### Data records

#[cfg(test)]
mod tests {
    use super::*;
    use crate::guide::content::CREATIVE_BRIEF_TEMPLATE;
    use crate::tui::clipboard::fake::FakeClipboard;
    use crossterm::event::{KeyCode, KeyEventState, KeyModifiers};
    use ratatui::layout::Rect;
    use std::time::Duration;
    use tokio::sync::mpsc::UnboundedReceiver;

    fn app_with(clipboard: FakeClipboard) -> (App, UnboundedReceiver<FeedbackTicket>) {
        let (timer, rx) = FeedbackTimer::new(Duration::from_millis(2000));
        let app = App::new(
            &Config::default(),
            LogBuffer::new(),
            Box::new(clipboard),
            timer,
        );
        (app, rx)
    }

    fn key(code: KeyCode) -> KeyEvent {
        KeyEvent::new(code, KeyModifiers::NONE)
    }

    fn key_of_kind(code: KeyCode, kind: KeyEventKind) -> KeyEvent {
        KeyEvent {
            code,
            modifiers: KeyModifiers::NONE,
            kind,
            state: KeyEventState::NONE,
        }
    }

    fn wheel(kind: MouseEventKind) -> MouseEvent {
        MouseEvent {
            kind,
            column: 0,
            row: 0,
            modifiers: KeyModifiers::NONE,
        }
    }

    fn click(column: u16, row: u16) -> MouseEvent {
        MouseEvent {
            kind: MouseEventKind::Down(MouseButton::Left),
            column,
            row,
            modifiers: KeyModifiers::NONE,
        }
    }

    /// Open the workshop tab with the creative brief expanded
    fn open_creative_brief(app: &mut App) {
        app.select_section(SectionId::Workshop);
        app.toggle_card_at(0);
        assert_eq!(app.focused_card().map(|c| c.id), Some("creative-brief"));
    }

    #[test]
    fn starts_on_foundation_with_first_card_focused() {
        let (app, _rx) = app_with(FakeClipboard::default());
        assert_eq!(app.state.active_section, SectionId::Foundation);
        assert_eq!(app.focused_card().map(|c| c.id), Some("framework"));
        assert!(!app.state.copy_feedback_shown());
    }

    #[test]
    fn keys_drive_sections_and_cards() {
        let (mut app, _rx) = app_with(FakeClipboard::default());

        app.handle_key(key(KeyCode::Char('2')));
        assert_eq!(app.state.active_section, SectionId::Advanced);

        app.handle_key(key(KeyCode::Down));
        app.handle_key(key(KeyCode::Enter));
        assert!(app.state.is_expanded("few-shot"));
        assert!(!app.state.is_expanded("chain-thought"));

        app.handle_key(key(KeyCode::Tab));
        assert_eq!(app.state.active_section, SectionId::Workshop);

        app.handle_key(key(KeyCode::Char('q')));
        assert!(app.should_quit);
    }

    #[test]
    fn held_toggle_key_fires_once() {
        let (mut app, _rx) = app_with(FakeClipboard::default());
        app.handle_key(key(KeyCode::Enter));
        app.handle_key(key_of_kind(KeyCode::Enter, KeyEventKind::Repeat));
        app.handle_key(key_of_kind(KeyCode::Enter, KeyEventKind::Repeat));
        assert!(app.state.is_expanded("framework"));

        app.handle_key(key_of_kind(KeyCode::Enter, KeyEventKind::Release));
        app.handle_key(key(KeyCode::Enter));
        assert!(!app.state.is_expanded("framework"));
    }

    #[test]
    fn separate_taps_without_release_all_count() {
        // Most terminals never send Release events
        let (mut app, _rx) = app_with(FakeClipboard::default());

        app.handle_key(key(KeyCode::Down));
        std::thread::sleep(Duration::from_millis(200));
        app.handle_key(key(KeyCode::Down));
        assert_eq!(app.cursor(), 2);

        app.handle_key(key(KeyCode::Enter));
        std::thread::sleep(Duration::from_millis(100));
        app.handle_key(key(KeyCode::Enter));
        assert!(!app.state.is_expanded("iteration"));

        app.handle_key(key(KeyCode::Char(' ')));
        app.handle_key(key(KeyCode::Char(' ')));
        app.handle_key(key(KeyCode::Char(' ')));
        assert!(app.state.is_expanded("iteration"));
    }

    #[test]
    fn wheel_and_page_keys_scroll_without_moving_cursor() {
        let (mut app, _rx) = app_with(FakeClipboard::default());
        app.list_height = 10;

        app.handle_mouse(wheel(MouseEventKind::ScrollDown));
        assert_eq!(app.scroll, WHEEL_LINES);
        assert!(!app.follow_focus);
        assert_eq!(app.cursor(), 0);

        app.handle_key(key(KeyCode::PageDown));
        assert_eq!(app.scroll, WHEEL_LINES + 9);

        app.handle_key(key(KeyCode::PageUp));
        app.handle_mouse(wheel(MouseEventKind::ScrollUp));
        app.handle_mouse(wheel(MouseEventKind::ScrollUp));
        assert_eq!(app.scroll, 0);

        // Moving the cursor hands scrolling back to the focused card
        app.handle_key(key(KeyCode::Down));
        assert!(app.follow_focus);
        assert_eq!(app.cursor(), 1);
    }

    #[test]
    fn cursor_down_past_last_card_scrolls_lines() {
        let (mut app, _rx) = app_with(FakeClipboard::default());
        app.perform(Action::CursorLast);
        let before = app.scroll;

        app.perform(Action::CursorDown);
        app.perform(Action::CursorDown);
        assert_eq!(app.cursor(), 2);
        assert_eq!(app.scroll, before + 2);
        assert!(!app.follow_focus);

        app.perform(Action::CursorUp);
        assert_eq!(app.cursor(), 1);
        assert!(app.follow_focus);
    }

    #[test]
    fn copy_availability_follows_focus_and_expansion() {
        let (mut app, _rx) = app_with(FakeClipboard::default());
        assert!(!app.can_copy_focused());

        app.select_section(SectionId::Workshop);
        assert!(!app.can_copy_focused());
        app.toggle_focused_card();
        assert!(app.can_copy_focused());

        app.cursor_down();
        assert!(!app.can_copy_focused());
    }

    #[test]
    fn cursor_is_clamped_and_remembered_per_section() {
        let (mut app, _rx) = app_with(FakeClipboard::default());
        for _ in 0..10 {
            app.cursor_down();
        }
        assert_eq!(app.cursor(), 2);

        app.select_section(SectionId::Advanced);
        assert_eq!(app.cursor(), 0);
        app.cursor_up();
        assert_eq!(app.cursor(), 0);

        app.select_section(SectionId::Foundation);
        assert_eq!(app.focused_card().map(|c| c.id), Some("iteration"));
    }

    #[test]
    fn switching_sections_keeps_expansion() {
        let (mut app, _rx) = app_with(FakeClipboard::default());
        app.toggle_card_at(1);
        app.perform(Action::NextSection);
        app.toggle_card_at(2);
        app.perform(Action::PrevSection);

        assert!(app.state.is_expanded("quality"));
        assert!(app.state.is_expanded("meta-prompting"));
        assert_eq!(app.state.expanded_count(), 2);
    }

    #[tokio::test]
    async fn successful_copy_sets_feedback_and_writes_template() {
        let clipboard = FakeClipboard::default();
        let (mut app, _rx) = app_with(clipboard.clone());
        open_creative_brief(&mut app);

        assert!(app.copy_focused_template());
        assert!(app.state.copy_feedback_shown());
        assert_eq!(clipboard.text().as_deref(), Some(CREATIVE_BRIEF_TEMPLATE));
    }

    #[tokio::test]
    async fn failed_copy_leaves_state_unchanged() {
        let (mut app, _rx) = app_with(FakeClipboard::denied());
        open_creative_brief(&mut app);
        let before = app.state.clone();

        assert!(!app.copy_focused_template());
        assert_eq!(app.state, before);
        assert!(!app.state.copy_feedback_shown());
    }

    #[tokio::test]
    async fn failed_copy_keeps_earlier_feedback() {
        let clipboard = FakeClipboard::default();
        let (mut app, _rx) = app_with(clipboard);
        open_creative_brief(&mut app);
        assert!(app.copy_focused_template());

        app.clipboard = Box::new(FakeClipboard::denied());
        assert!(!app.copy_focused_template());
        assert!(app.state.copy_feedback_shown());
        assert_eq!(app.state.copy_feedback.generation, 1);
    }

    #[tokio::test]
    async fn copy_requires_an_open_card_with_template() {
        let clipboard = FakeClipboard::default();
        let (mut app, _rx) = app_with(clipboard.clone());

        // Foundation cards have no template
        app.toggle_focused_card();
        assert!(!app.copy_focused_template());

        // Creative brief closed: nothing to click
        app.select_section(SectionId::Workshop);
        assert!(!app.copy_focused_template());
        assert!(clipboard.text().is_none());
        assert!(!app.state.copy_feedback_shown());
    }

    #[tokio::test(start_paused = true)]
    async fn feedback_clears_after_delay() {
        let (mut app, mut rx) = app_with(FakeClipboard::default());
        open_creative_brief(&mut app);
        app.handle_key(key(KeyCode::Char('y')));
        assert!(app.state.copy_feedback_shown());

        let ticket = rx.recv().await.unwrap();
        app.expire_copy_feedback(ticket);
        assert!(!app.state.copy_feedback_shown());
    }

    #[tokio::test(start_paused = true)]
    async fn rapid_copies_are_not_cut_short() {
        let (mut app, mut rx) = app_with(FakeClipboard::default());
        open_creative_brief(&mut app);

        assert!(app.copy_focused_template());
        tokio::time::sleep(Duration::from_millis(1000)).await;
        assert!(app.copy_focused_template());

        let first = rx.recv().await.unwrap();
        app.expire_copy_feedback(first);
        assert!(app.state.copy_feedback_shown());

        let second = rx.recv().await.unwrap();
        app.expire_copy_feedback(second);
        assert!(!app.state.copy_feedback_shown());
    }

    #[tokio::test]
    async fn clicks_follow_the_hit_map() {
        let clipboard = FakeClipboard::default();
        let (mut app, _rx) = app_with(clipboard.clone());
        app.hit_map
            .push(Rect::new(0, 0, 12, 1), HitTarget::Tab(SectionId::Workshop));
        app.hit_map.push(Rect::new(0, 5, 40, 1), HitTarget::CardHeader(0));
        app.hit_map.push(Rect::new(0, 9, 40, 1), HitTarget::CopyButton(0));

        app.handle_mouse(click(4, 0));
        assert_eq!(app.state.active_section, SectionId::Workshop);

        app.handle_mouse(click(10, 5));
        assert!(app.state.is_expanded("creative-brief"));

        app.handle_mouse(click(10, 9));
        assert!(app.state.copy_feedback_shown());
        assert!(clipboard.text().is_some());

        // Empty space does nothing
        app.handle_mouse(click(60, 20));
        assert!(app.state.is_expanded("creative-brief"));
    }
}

######

__Your objective__:
What is needed is the number of lines in the data that contain "second", given with nothing else.

__Task response__:
2